Among the entries below, find the lines that hold the word "matches" and report them.

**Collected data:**
■ ■ ■ ■

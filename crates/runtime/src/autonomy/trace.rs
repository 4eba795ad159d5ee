//! Cognitive traces and the replay buffer
//!
//! Every reasoning step leaves a trace file on disk keyed by a hash of
//! (observation, reasoning, action), and every executed step lands in the
//! replay buffer. Both are local artifacts; neither passes through the
//! sanitizer because they never leave the machine.

use std::path::PathBuf;

use chrono::{DateTime, Utc};
use serde::{Deserialize, Serialize};
use sha2::{Digest, Sha256};

use crate::executor::Outcome;
use crate::policy::ProposedAction;
use crate::types::{IncidentId, MemoryError};

/// Writes one JSON file per reasoning step under `data/cognitive_trace/`.
pub struct CognitiveTraceWriter {
    trace_dir: PathBuf,
}

impl CognitiveTraceWriter {
    pub fn new(trace_dir: PathBuf) -> Result<Self, MemoryError> {
        std::fs::create_dir_all(&trace_dir)?;
        Ok(Self { trace_dir })
    }

    /// Hash tying the trace to exactly what the model saw and proposed:
    /// SHA-256(observation ‖ reasoning ‖ canonical action).
    pub fn reasoning_hash(observation: &str, reasoning: &str, action: &ProposedAction) -> String {
        let mut hasher = Sha256::new();
        hasher.update(observation.as_bytes());
        hasher.update(reasoning.as_bytes());
        hasher.update(action.canonical_json().as_bytes());
        hex::encode(hasher.finalize())
    }

    /// Persist one trace record; returns the reasoning hash.
    pub fn record(
        &self,
        observation: &str,
        reasoning: &str,
        confidence: f64,
        action: &ProposedAction,
    ) -> Result<String, MemoryError> {
        let hash = Self::reasoning_hash(observation, reasoning, action);
        let timestamp = Utc::now();
        let filename = format!("{}_{}.json", timestamp.format("%Y%m%d_%H%M%S_%6f"), hash);

        let record = serde_json::json!({
            "reasoning_hash": hash,
            "reasoning": reasoning,
            "confidence": confidence,
            "action": action,
            "timestamp": timestamp.to_rfc3339(),
        });
        std::fs::write(
            self.trace_dir.join(filename),
            serde_json::to_string_pretty(&record)?,
        )?;
        Ok(hash)
    }
}

/// One replay entry: the full context of an executed step.
#[derive(Debug, Clone, Serialize, Deserialize)]
pub struct ReplayEntry {
    pub incident_id: IncidentId,
    pub observation: String,
    pub action: ProposedAction,
    pub outcome: ReplayOutcome,
    pub resolution_time_seconds: i64,
    pub timestamp: DateTime<Utc>,
}

/// Compressed outcome stored in replay entries.
#[derive(Debug, Clone, Serialize, Deserialize)]
pub struct ReplayOutcome {
    pub success: bool,
    pub error: Option<String>,
    pub side_effects: bool,
}

impl From<&Outcome> for ReplayOutcome {
    fn from(outcome: &Outcome) -> Self {
        Self {
            success: outcome.success,
            error: outcome.error.clone(),
            side_effects: outcome.side_effects,
        }
    }
}

/// Append-only replay buffer: in-memory list plus one JSON file per step
/// under `replay_buffer/`.
pub struct ReplayBuffer {
    buffer_dir: PathBuf,
    entries: parking_lot::Mutex<Vec<ReplayEntry>>,
}

impl ReplayBuffer {
    pub fn new(buffer_dir: PathBuf) -> Result<Self, MemoryError> {
        std::fs::create_dir_all(&buffer_dir)?;
        Ok(Self {
            buffer_dir,
            entries: parking_lot::Mutex::new(Vec::new()),
        })
    }

    /// Record one executed step.
    pub fn record(
        &self,
        incident_id: &IncidentId,
        observation: &str,
        action: &ProposedAction,
        outcome: &Outcome,
        resolution_time_seconds: i64,
    ) -> Result<(), MemoryError> {
        let entry = ReplayEntry {
            incident_id: incident_id.clone(),
            observation: observation.to_string(),
            action: action.clone(),
            outcome: ReplayOutcome::from(outcome),
            resolution_time_seconds,
            timestamp: Utc::now(),
        };

        let filename = format!(
            "{}_{}.json",
            incident_id,
            entry.timestamp.format("%Y%m%d_%H%M%S")
        );
        std::fs::write(
            self.buffer_dir.join(filename),
            serde_json::to_string_pretty(&entry)?,
        )?;

        self.entries.lock().push(entry);
        Ok(())
    }

    /// All entries recorded this process lifetime.
    pub fn entries(&self) -> Vec<ReplayEntry> {
        self.entries.lock().clone()
    }

    /// Entries for one incident.
    pub fn entries_for(&self, incident_id: &IncidentId) -> Vec<ReplayEntry> {
        self.entries
            .lock()
            .iter()
            .filter(|e| &e.incident_id == incident_id)
            .cloned()
            .collect()
    }
}
//! Deterministic policy engine
//!
//! The model is never trusted to execute. Every proposed action passes
//! through this layer, which applies an ordered set of deterministic,
//! auditable rules and tracks per-tool confidence and blacklisting.

mod engine;
mod state;

pub use engine::{DecisionRecord, PolicyEngine, rule_ids};
pub use state::{AgentState, DecisionKind, PolicyDecision, ProposedAction, ToolState};
//! `opshield ledger verify` - verify the audit chain.

use opshield_runtime::ledger::TrustLedger;

use crate::exit_codes;

pub fn verify(matches: &clap::ArgMatches) -> i32 {
    let config = match super::load_config(matches) {
        Ok(config) => config,
        Err(e) => {
            eprintln!("configuration error: {}", e);
            return exit_codes::INTERNAL_ERROR;
        }
    };

    // `open` verifies the chain while loading.
    match TrustLedger::open(config.storage.ledger_path()) {
        Ok(ledger) => {
            println!("ledger OK: {} entries, chain intact", ledger.len());
            exit_codes::RESOLVED
        }
        Err(e) => {
            eprintln!("ledger verification failed: {}", e);
            exit_codes::INTERNAL_ERROR
        }
    }
}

■ ■ ■ ■

**Result of the exercise:**
pub fn verify(matches: &clap::ArgMatches) -> i32 {
    let config = match super::load_config(matches) {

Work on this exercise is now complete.